Either way, worth noting: you're the fourth person today to ask me for something the product already does. That's my landing page's fault, not yours.
Evidence is the right pitch here. One thing decides how much weight the report carries though: models change their answers run to run, the same buyer question asked twice can return a different shortlist. How many runs does a scan average before naming who's ahead?
@vollos Good question, and you're pointing straight at the real limit.
Right now the free scan is single pass. It asks each of the three buyer questions once on each of the four models, so one report is 12 conversations,not a distribution.
That's deliberate for the free tier: it's meant to show you the actual answer a model gave and who it named instead of you, evidence you can read line by line, not a stable ranking.
But you're right that one run moves. The same question asked twice can come back with a different shortlist.
Where it actually matters, I do run it repeatedly. For the teardowns I publish I run each question 10 times per model. And today of all days it paid off: a commenter caught me claiming a tool "jumped" when you reframe a question, I reran it 10x holding the buyer constant, and the effect vanished. Different result, so I posted the correction.

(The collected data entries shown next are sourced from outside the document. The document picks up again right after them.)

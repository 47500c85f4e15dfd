// ── Call directory ──
//
// Immutable snapshot mapping line ids to labels and types for the current
// position selection. Rebuilt from scratch on every bootstrap and swapped
// in whole; nothing mutates a published directory.

use std::collections::HashSet;

use indexmap::IndexMap;
use serde::Serialize;

use crate::model::{LineDef, LineSlot, LineType, Position};

/// Built-in debug line present in every directory.
pub const TEST_LINE_ID: &str = "891";
pub const TEST_LINE_LABEL: &str = "TEST";

/// One registrable directory row.
#[derive(Debug, Clone, PartialEq, Eq, Serialize)]
pub struct DirectoryEntry {
    pub line_id: String,
    pub label: String,
    pub line_type: LineType,
    /// Slot index in the concatenated line lists; `None` for the test line.
    pub slot: Option<usize>,
}

impl DirectoryEntry {
    fn from_def(def: &LineDef, slot: usize) -> Self {
        Self {
            line_id: def.id.clone(),
            label: def.label.clone(),
            line_type: def.line_type,
            slot: Some(slot),
        }
    }

    fn test_line() -> Self {
        Self {
            line_id: TEST_LINE_ID.into(),
            label: TEST_LINE_LABEL.into(),
            line_type: LineType::Shout,
            slot: None,
        }
    }
}

/// Deduplicated, order-preserving directory for a position selection.
#[derive(Debug, Clone, Default, PartialEq, Eq, Serialize)]
pub struct CallDirectory {
    entries: Vec<DirectoryEntry>,
    /// Slot indices of intentional gaps, ascending.
    placeholders: Vec<usize>,
    /// `line id → slot index` of the first occurrence.
    order: IndexMap<String, usize>,
    slot_count: usize,
}

impl CallDirectory {
    /// Build the directory for `positions`, in selection order.
    ///
    /// The slot counter runs across all positions and advances for every
    /// slot, placeholders and rejected duplicates included, so placeholder
    /// and order indices line up with the concatenated line lists.
    pub fn build<'a>(positions: impl IntoIterator<Item = &'a Position>) -> Self {
        let mut entries = Vec::new();
        let mut placeholders = Vec::new();
        let mut order = IndexMap::new();
        let mut non_shout: HashSet<&str> = HashSet::new();
        let mut slot = 0;

        for position in positions {
            for line in &position.lines {
                match line {
                    LineSlot::Placeholder => placeholders.push(slot),
                    LineSlot::Line(def) => {
                        order.entry(def.id.clone()).or_insert(slot);
                        if def.line_type.is_shout() || non_shout.insert(def.id.as_str()) {
                            entries.push(DirectoryEntry::from_def(def, slot));
                        }
                    }
                }
                slot += 1;
            }
        }

        // A non-shout row that repeats an id already registered as a shout
        // survives the first pass; drop it here.
        let mut seen = HashSet::new();
        entries.retain(|entry| {
            let first = seen.insert(entry.line_id.clone());
            first || entry.line_type.is_shout()
        });

        entries.push(DirectoryEntry::test_line());

        Self {
            entries,
            placeholders,
            order,
            slot_count: slot,
        }
    }

    /// Rows in registration order, the test line last.
    pub fn entries(&self) -> &[DirectoryEntry] {
        &self.entries
    }

    pub fn placeholders(&self) -> &[usize] {
        &self.placeholders
    }

    /// Configured slot index of a line id, if it is part of the selection.
    pub fn order_of(&self, line_id: &str) -> Option<usize> {
        self.order.get(line_id).copied()
    }

    pub fn has_order(&self) -> bool {
        !self.order.is_empty()
    }

    /// First row registered under `line_id`.
    pub fn lookup(&self, line_id: &str) -> Option<&DirectoryEntry> {
        self.entries.iter().find(|entry| entry.line_id == line_id)
    }

    /// Total configured slots, placeholders included.
    pub fn slot_count(&self) -> usize {
        self.slot_count
    }

    pub fn len(&self) -> usize {
        self.entries.len()
    }

    pub fn is_empty(&self) -> bool {
        self.entries.is_empty()
    }
}

#[cfg(test)]
#[allow(clippy::unwrap_used)]
mod tests {
    use super::*;
    use pretty_assertions::assert_eq;

    fn line(id: &str, line_type: LineType, label: &str) -> LineSlot {
        LineSlot::Line(LineDef::new(id, line_type, label))
    }

    fn ids(directory: &CallDirectory) -> Vec<(&str, LineType)> {
        directory
            .entries()
            .iter()
            .map(|e| (e.line_id.as_str(), e.line_type))
            .collect()
    }

    fn sector() -> Position {
        Position::new("OAK_40_CTR", "Sector 40").with_lines([
            line("100", LineType::Ring, "Tower"),
            LineSlot::Placeholder,
            line("200", LineType::Shout, "Shout A"),
        ])
    }

    #[test]
    fn single_position_with_gap() {
        let directory = CallDirectory::build([&sector()]);

        assert_eq!(
            ids(&directory),
            [
                ("100", LineType::Ring),
                ("200", LineType::Shout),
                (TEST_LINE_ID, LineType::Shout),
            ]
        );
        assert_eq!(directory.placeholders(), [1]);
        assert_eq!(directory.order_of("100"), Some(0));
        assert_eq!(directory.order_of("200"), Some(2));
        assert_eq!(directory.order_of(TEST_LINE_ID), None);
        assert_eq!(directory.slot_count(), 3);
        assert_eq!(directory.lookup("200").unwrap().label, "Shout A");
    }

    #[test]
    fn non_shout_duplicates_keep_first() {
        let a = Position::new("A", "A").with_lines([
            line("100", LineType::Ring, "First"),
            line("300", LineType::Override, "Override"),
        ]);
        let b = Position::new("B", "B").with_lines([
            line("100", LineType::Ring, "Second"),
            line("300", LineType::DialTrunk, "Trunk"),
        ]);

        let directory = CallDirectory::build([&a, &b]);
        assert_eq!(
            ids(&directory),
            [
                ("100", LineType::Ring),
                ("300", LineType::Override),
                (TEST_LINE_ID, LineType::Shout),
            ]
        );
        assert_eq!(directory.lookup("100").map(|e| e.label.as_str()), Some("First"));
        // rejected rows still consume a slot
        assert_eq!(directory.slot_count(), 4);
    }

    #[test]
    fn shout_duplicates_are_preserved_in_order() {
        let a = Position::new("A", "A").with_lines([line("200", LineType::Shout, "Shout A")]);
        let b = Position::new("B", "B").with_lines([
            line("200", LineType::Shout, "Shout B"),
            line("200", LineType::Ring, "Ring 200"),
        ]);

        let directory = CallDirectory::build([&a, &b]);
        let labels: Vec<&str> = directory.entries().iter().map(|e| e.label.as_str()).collect();
        assert_eq!(labels, ["Shout A", "Shout B", TEST_LINE_LABEL]);
    }

    #[test]
    fn placeholder_indices_span_positions() {
        let a = Position::new("A", "A").with_lines([
            LineSlot::Placeholder,
            line("100", LineType::Ring, "x"),
        ]);
        let b = Position::new("B", "B").with_lines([
            line("101", LineType::Ring, "y"),
            LineSlot::Placeholder,
            LineSlot::Placeholder,
        ]);

        let directory = CallDirectory::build([&a, &b]);
        assert_eq!(directory.placeholders(), [0, 3, 4]);
        // placeholders never register
        assert_eq!(directory.len(), 3);
        assert_eq!(directory.order_of("101"), Some(2));
    }

    #[test]
    fn rebuild_is_deterministic() {
        let position = sector();
        assert_eq!(
            CallDirectory::build([&position]),
            CallDirectory::build([&position])
        );
    }

    #[test]
    fn empty_selection_still_has_test_line() {
        let directory = CallDirectory::build(Vec::<&Position>::new());
        assert_eq!(ids(&directory), [(TEST_LINE_ID, LineType::Shout)]);
        assert!(directory.placeholders().is_empty());
        assert!(!directory.has_order());
    }
}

So the honest state of it: the free scan is a snapshot, and repeat sampling with a confidence interval on the report is the next thing I'm building, exactly because of what you just described. Averaging over runs is the only honest way to say "who's ahead" instead of "who got named this time."
@gissur_runarsson The correction story does more for trust than any ranking could — caught the jump, reran ten times with the buyer held fixed, it vanished, and you posted the fix the same day. One thing to watch as you add the interval: averaging can hide the case that matters most. If a model names Tool A half the runs and Tool B the other half, "A ahead by a nose" buries the real answer — the model can't decide. Your single-pass snapshot already shows that; the averaged version can paper over it.
@vollos
This is the sharpest note I've had on any of it, and you've caught the thing I was about
to get wrong.
I was treating the interval as the fix. It isn't, not on its own. A mean of 50% covers two
completely different worlds: the model that hedges between you and one competitor every
single time, and the model that picks you five times then picks them five times. Same
average, opposite meanings, and the average erases the difference.
The part I hadn't put together until you said it is that the flip is the finding, and it's
probably the most useful thing on the page. A model that names you 0 out of 10 has made up
its mind and no amount of content moves it this quarter. A model that keeps flipping
between you and one other name has not made up its mind. That's the slot you can actually
win. Averaging it turns "this is up for grabs" into "you're a bit behind", which tells you
nothing about what to do next.
So it isn't one number with an error bar. It's the count plus whether the model was
consistent or unstable. I already report disagreement between the four models. What you're
describing is disagreement inside one model across runs, and I don't measure that at all.
That's the gap, and it's a better spec than the one I had.
Genuinely useful. Better to find this now than after I'd shipped an average. Thank you
@gissur_runarsson That reframe — "the flip is the finding" — is yours now, and it's the sharper one. The per-model flip count next to the average is what tells a founder which slot is the one to fight for. Nice to watch it click into a spec in real time.